Checkmk at EDEKA
Installations with more than 1200 independent Nagios-Servers are certainly not an everyday event. Generally the management of such environments is more than a fulltime job. But this is not the only impressive number within this Nagios project: As of today each of those 1,200 servers monitors an average of 25 hosts and 250 services. This sums up to 300,000 services that are requested once every minute respectively! All this information is then lumped together in one instance - visualizing and evaluating it
EDEKA Minden-Hannover in brief
EDEKA Minden-Hannover with a turnover of 6.9 billion Euros in 2011, 32,000 employees and around 1,600 stores is the largest of seven EDEKA regional businesses in Germany. The regional market reaches from The Netherland's to Poland's borders. It covers a part of Eastern Westphalia, most of Lower Saxony, and likewise the federal states of Bremen, Sachsen-Anhalt, Berlin and Brandenburg.
The starting situation
EDEKA Minden-Hannover required a cost-efficient, flexible and modern solution for monitoring its stores and a central system. The open source software Nagios was quickly being discussed. As in many other businesses Nagios was initially installed by hand and extended bit by bit with add-ons like NSCA, NagVis etc. It had become clear that such a classically-installed Nagios had soon reached its limits. A problem point was the heavy network load due to the many single Checks. Furthermore it turned out to be that the graphical configuration tools as well such as NConf were at the limits of their capacity to manage. In time the performance bottlenecks were also making themselves recognisable on the central Nagios-Server. The first contact with tribe29 GmbH came through the Nagios add-on Checkmk. Together over a three day workshop ideas and concepts for a modern, agile monitoring were developed.
The main requirements
- The monitored data should converge at a central location in order to have an overview of the complete environment.
- Monitoring in the stores should also function when a store is separated from the network.
- There should be the possibility for every store to view local information. The status should also be displayed in a form understandable for employees without specialised technical knowledge.
- The solution should be robust against limited bandwidths and unstable connections between the central processor and the stores.
- For the central status monitor a GPS-coordinate-based overview in the form of a map should be generated.
- New systems in stores should be automatically included in the monitoring on a regular basis.
- The checks in the existing Nagios-System based on Nagios + NSCA should be absorbed.
- The quality of the monitoring of critical systems should be improved.

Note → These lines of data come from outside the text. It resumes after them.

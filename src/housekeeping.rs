use crate::api::AppState;
use crate::rooms;
use tokio::time::interval;

/// Periodic safety net for the empty-room rule. The primary deletion path is
/// inline in `rooms::leave_room`; this catches rooms that were already empty
/// when the process started, e.g. after a crash between leave and cleanup.
/// Runs for the process lifetime.
pub fn spawn_sweeper(state: AppState) {
    tokio::spawn(async move {
        let mut tick = interval(state.config.sweep_interval());
        loop {
            tick.tick().await;
            let conn = match state.pool.get() {
                Ok(conn) => conn,
                Err(e) => {
                    tracing::warn!(error = %e, "sweep skipped, no database connection");
                    continue;
                }
            };
            match rooms::sweep_empty_rooms(&conn) {
                Ok(0) => {}
                Ok(n) => tracing::info!(deleted = n, "cleaned up empty rooms"),
                Err(e) => tracing::warn!(error = %e, "empty room sweep failed"),
            }
        }
    });
}
use crate::model::{ImageMeta, Message, MessageKind, MessageOut};
use anyhow::{anyhow, Result};
use rusqlite::{params, Connection};
use time::OffsetDateTime;
use uuid::Uuid;

/// Persist a chat message. Content may be empty only when an image descriptor
/// is present; the creation timestamp is assigned here, from the server
/// clock, so cross-client ordering within a room stays consistent.
pub fn create_message(
    conn: &Connection,
    room_id: &Uuid,
    user_id: &Uuid,
    content: Option<&str>,
    image: Option<&ImageMeta>,
) -> Result<Message> {
    let trimmed = content.map(str::trim).filter(|s| !s.is_empty());
    if trimmed.is_none() && image.is_none() {
        return Err(anyhow!("empty_message"));
    }
    let kind = if image.is_some() {
        MessageKind::Image
    } else {
        MessageKind::Text
    };
    let id = Uuid::new_v4();
    let now = OffsetDateTime::now_utc().unix_timestamp();
    conn.execute(
        "INSERT INTO messages (id, room_id, user_id, content, kind, image_filename, \
         image_original_name, image_mime, image_size, image_url, is_edited, edited_at, created_at) \
         VALUES (?1, ?2, ?3, ?4, ?5, ?6, ?7, ?8, ?9, ?10, 0, NULL, ?11)",
        params![
            id.to_string(),
            room_id.to_string(),
            user_id.to_string(),
            trimmed,
            kind.as_str(),
            image.map(|i| i.filename.as_str()),
            image.map(|i| i.original_name.as_str()),
            image.map(|i| i.mimetype.as_str()),
            image.map(|i| i.size),
            image.map(|i| i.url.as_str()),
            now
        ],
    )?;
    Ok(Message {
        id,
        room_id: *room_id,
        user_id: *user_id,
        content: trimmed.map(Into::into),
        kind,
        image: image.cloned(),
        is_edited: false,
        edited_at: None,
        created_at: now,
    })
}

/// Resolve the author's display fields for broadcast.
pub fn with_author(conn: &Connection, message: Message) -> Result<MessageOut> {
    let (author_name, author_avatar) = match crate::users::get_user(conn, &message.user_id)? {
        Some(user) => (user.name, user.avatar_url),
        None => ("Unknown".into(), None),
    };
    Ok(MessageOut {
        message,
        author_name,
        author_avatar,
    })
}

/// The most recent messages of a room, capped at `limit` (at most 100),
/// ascending by creation time, with author display fields resolved.
pub fn list_messages(conn: &Connection, room_id: &Uuid, limit: usize) -> Result<Vec<MessageOut>> {
    let limit = limit.min(100);
    let mut stmt = conn.prepare(
        "SELECT m.id, m.room_id, m.user_id, m.content, m.kind, m.image_filename, \
         m.image_original_name, m.image_mime, m.image_size, m.image_url, m.is_edited, \
         m.edited_at, m.created_at, u.name, u.avatar_url \
         FROM messages m LEFT JOIN users u ON u.id = m.user_id \
         WHERE m.room_id = ?1 ORDER BY m.created_at DESC, m.rowid DESC LIMIT ?2",
    )?;
    let mut out = stmt
        .query_map(params![room_id.to_string(), limit as i64], |row| {
            let image = match row.get::<_, Option<String>>(5)? {
                Some(filename) => Some(ImageMeta {
                    filename,
                    original_name: row.get::<_, Option<String>>(6)?.unwrap_or_default(),
                    mimetype: row.get::<_, Option<String>>(7)?.unwrap_or_default(),
                    size: row.get::<_, Option<i64>>(8)?.unwrap_or_default(),
                    url: row.get::<_, Option<String>>(9)?.unwrap_or_default(),
                }),
                None => None,
            };
            Ok(MessageOut {
                message: Message {
                    id: Uuid::parse_str(row.get::<_, String>(0)?.as_str()).unwrap_or_default(),
                    room_id: Uuid::parse_str(row.get::<_, String>(1)?.as_str()).unwrap_or_default(),
                    user_id: Uuid::parse_str(row.get::<_, String>(2)?.as_str()).unwrap_or_default(),
                    content: row.get(3)?,
                    kind: MessageKind::parse(row.get::<_, String>(4)?.as_str()),
                    image,
                    is_edited: row.get::<_, i64>(10)? != 0,
                    edited_at: row.get(11)?,
                    created_at: row.get(12)?,
                },
                author_name: row
                    .get::<_, Option<String>>(13)?
                    .unwrap_or_else(|| "Unknown".into()),
                author_avatar: row.get(14)?,
            })
        })?
        .collect::<Result<Vec<_>, _>>()?;
    out.reverse();
    Ok(out)
}
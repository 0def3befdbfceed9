use anyhow::Result;
use chatter::{api, config};
use clap::Parser;

#[tokio::main]
async fn main() -> Result<()> {
    let cli = config::Cli::parse();
    let cfg = config::Config::load(&cli)?;
    let level = if cfg.logging_enabled {
        tracing::Level::INFO
    } else {
        tracing::Level::WARN
    };
    tracing_subscriber::fmt().with_max_level(level).init();
    api::run_http_server(cfg).await
}
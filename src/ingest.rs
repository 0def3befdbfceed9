use crate::router::ConnectionRouter;
use crate::wire::{SendMessage, ServerEvent};
use crate::{messages, rooms};
use anyhow::Result;
use rusqlite::Connection;
use uuid::Uuid;

/// Run one inbound message through the pipeline: authorize against persisted
/// membership, persist, then fan out to the room's subscribers, including
/// the sender's own connection. Every rejection goes back to the originating
/// connection only, as a `message-error`, and nothing is persisted or
/// broadcast for it.
pub fn handle_send_message(
    conn: &Connection,
    router: &ConnectionRouter,
    conn_id: Uuid,
    payload: &SendMessage,
) -> Result<()> {
    let room = match rooms::get_room(conn, &payload.room_id)? {
        Some(room) => room,
        None => return reject(router, conn_id, "Room not found"),
    };
    if !rooms::is_member(conn, &room.id, &payload.user_id)? {
        return reject(router, conn_id, "You must join the room to send messages");
    }
    let message = match messages::create_message(
        conn,
        &room.id,
        &payload.user_id,
        payload.content.as_deref(),
        payload.image.as_ref(),
    ) {
        Ok(message) => message,
        Err(e) => {
            tracing::error!(room = %room.id, error = %e, "failed to persist message");
            return reject(router, conn_id, "Failed to send message");
        }
    };
    let out = messages::with_author(conn, message)?;
    let encoded = serde_json::to_string(&ServerEvent::NewMessage(out))?;
    router.broadcast(&room.id, &encoded, None);
    Ok(())
}

/// Report a send failure back to the originating connection only.
pub(crate) fn reject(router: &ConnectionRouter, conn_id: Uuid, reason: &str) -> Result<()> {
    let encoded = serde_json::to_string(&ServerEvent::MessageError {
        error: reason.to_string(),
    })?;
    router.send_to(conn_id, &encoded);
    Ok(())
}
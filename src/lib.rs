//! AVA: game footage import, match metadata entry and the begin-analysis confetti.

pub mod confetti;
pub mod config;
pub mod context;
pub mod core;
pub mod session;
pub mod ui;
//! Application context built once at process start.

use crate::confetti::ConfettiEngine;
use crate::config::AppConfig;

/// Process-wide settings handed to the window that owns the UI
#[derive(Debug, Clone, Default)]
pub struct AppContext {
    pub config: AppConfig,
    /// Fixed seed for reproducible confetti, entropy when `None`
    pub seed: Option<u64>,
}

impl AppContext {
    pub fn new(config: AppConfig, seed: Option<u64>) -> Self {
        Self { config, seed }
    }

    pub fn confetti_engine(&self) -> ConfettiEngine {
        let config = self.config.confetti.clone();
        match self.seed {
            Some(seed) => ConfettiEngine::seeded(config, seed),
            None => ConfettiEngine::from_entropy(config),
        }
    }
}
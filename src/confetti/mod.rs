//! Confetti overlay animation.
//! Driven from the UI thread: `start` on begin-analysis, `tick` from a fixed-interval timer.

pub mod config;
pub mod engine;
pub mod particle;
pub mod state;
pub mod timer;

pub use config::{ConfettiConfig, ConfettiConfigError};
pub use engine::ConfettiEngine;
pub use particle::{ConfettiColor, Particle, Vec2};
pub use state::{AnimationState, RenderNotification};
pub use timer::TickTimer;
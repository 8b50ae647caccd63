//! Application configuration, optionally loaded from a RON file.

use std::path::{Path, PathBuf};

use log::info;
use serde::Deserialize;

use crate::confetti::{ConfettiConfig, ConfettiConfigError};

/// Error type for configuration loading
#[derive(Debug, thiserror::Error)]
pub enum ConfigError {
    #[error("Failed to read config {path:?}: {source}")]
    Io {
        path: PathBuf,
        #[source]
        source: std::io::Error,
    },
    #[error("Failed to parse config: {0}")]
    Parse(#[from] ron::error::SpannedError),
    #[error("Invalid window size {width}x{height}")]
    InvalidWindowSize { width: f32, height: f32 },
    #[error("Invalid confetti config: {0}")]
    Confetti(#[from] ConfettiConfigError),
}

/// Main window settings
#[derive(Debug, Clone, PartialEq, Deserialize)]
#[serde(default)]
pub struct WindowConfig {
    pub title: String,
    pub width: f32,
    pub height: f32,
}

impl Default for WindowConfig {
    fn default() -> Self {
        Self {
            title: "AVA by Camila Escudero".to_string(),
            width: 700.0,
            height: 450.0,
        }
    }
}

#[derive(Debug, Clone, PartialEq, Default, Deserialize)]
#[serde(default)]
pub struct AppConfig {
    pub window: WindowConfig,
    pub confetti: ConfettiConfig,
}

impl AppConfig {
    /// Parse a RON document; missing fields keep their defaults
    pub fn from_ron(source: &str) -> Result<Self, ConfigError> {
        let config: AppConfig = ron::from_str(source)?;
        config.validate()?;
        Ok(config)
    }

    pub fn load(path: &Path) -> Result<Self, ConfigError> {
        let source = std::fs::read_to_string(path).map_err(|source| ConfigError::Io {
            path: path.to_path_buf(),
            source,
        })?;
        let config = Self::from_ron(&source)?;
        info!("Loaded configuration from {}", path.display());
        Ok(config)
    }

    /// Load from `path` if given, otherwise use defaults
    pub fn load_or_default(path: Option<&Path>) -> Result<Self, ConfigError> {
        match path {
            Some(path) => Self::load(path),
            None => Ok(Self::default()),
        }
    }

    pub fn validate(&self) -> Result<(), ConfigError> {
        let (width, height) = (self.window.width, self.window.height);
        if !(width.is_finite() && height.is_finite() && width > 0.0 && height > 0.0) {
            return Err(ConfigError::InvalidWindowSize { width, height });
        }
        self.confetti.validate()?;
        Ok(())
    }
}
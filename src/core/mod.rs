//! Core types for the analysis tool.
//!
//! Time representation, video selection and match metadata. None of these
//! depend on the UI toolkit.

pub mod metadata;
pub mod time;
pub mod video;

// Re-export core data structures for easier access.
pub use metadata::GameMetadata;
pub use time::{Millis, TICK_INTERVAL_MS};
pub use video::{is_supported_video, VideoError, VideoSource, VIDEO_EXTENSIONS};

- Die Daten jedes Marktes sollten zu einem Gesamtzustand aggregiert werden. Beispielsweise sollte ein Markt einen kritischen Zustand melden, wenn weniger als ein festgelegter Prozentsatz an Kassen arbeitsfähig ist.
- The installation should be done on the existing system (SuSE Linux Enterprise Server 10).
With this project the challenge was not only the large scale, but also the special requirements that come from the retail environment.
The implemented solution utilises the current 1.1.13 version of Checkmk. In every store there is a Nagios installation based on Open Monitoring Distribution (OMD) and Checkmk. Using OMD ensures a simple and standardised installation of the monitoring server. In this way the distribution of the installation and configuration can be applied to existing tools. The Nagios-Instance in a store is responsible for all local systems and for monitoring the central services from the store's point of view. Furthermore, based on the collected data a dashboard can be created to display the local status. Checkmk retrieves data using its own agent that does not need to be configured. The rollout on the large scale of the Systems to be monitored is possible without problems. With the inventory function of Checkmk it is automatically determined what can be monitored on a system. The thresholds are configured via flexible rules on the central server. The store's local network regularly and automatically scans for new components. At the same time the standard tool nmap is activated. When a new system is located, with the help of Checkmk's automatic inventory the new system's services to be monitored are detected. This process takes place fully automatically without manual intervention. In this way the effort for managing the monitorings in the stores is minimised.
The statuses of all of a store's systems are combined into an overall status. This aggregation is achieved with the aid of Checkmk Business Intelligence (BI). In the aggregation a common formulated system of rules can be applied to a store's existing systems. This rule system consists of 26 different rules. In this way the large effort required for an explicit configuration can be avoided.
From the central instance the total status for every store is requested. In oder to achieve this the JSON-based webservice of Checkmk is utilised. The central instance requests the status of the store's aggregation every minute. This way it is ensured that the information in the central location represents the current status in the store.
In order for the environment to be clearly displayed a dashboard is created in Checkmk Multisite, that as an overview page is shown continuously on two 55-inch TFT Monitors. On this dashboard are found individual views (Dashlets), that among other things show stores with connection problems, and show host or service problems in their own lists.
In the framework of the project NagVis is extended to the Geomap functionality. With this, NagVis with the the GPS-coordinates of all locations and freely accessible map material from the Openstreetmap project, a map is created on which all of the locations are shown.
The central Nagios system was conceived and assembled in the course of a three day workshop. Following an intoductuctory phase and exchange of information the basic installation of the central Nagios instance was completed in one day thanks to OMD. During this step a number of new Checkmk Checks have been developed (for example the monitoring of Bintec routers) that have been incorporated into the official version of Checkmk. Following a few week's conception, and development of the connections to the stores, with a further four-day on site appointment during which the big rollout to all stores was prepared on the first two days, and started around the end of the second day. Within six hours a total of 1,200 Nagios systems were installed. That's three new installations per minute! After the installation in the stores, on the third day all systems were connected to the central instance. In the same action the Geomap with the information from all stores was put into service.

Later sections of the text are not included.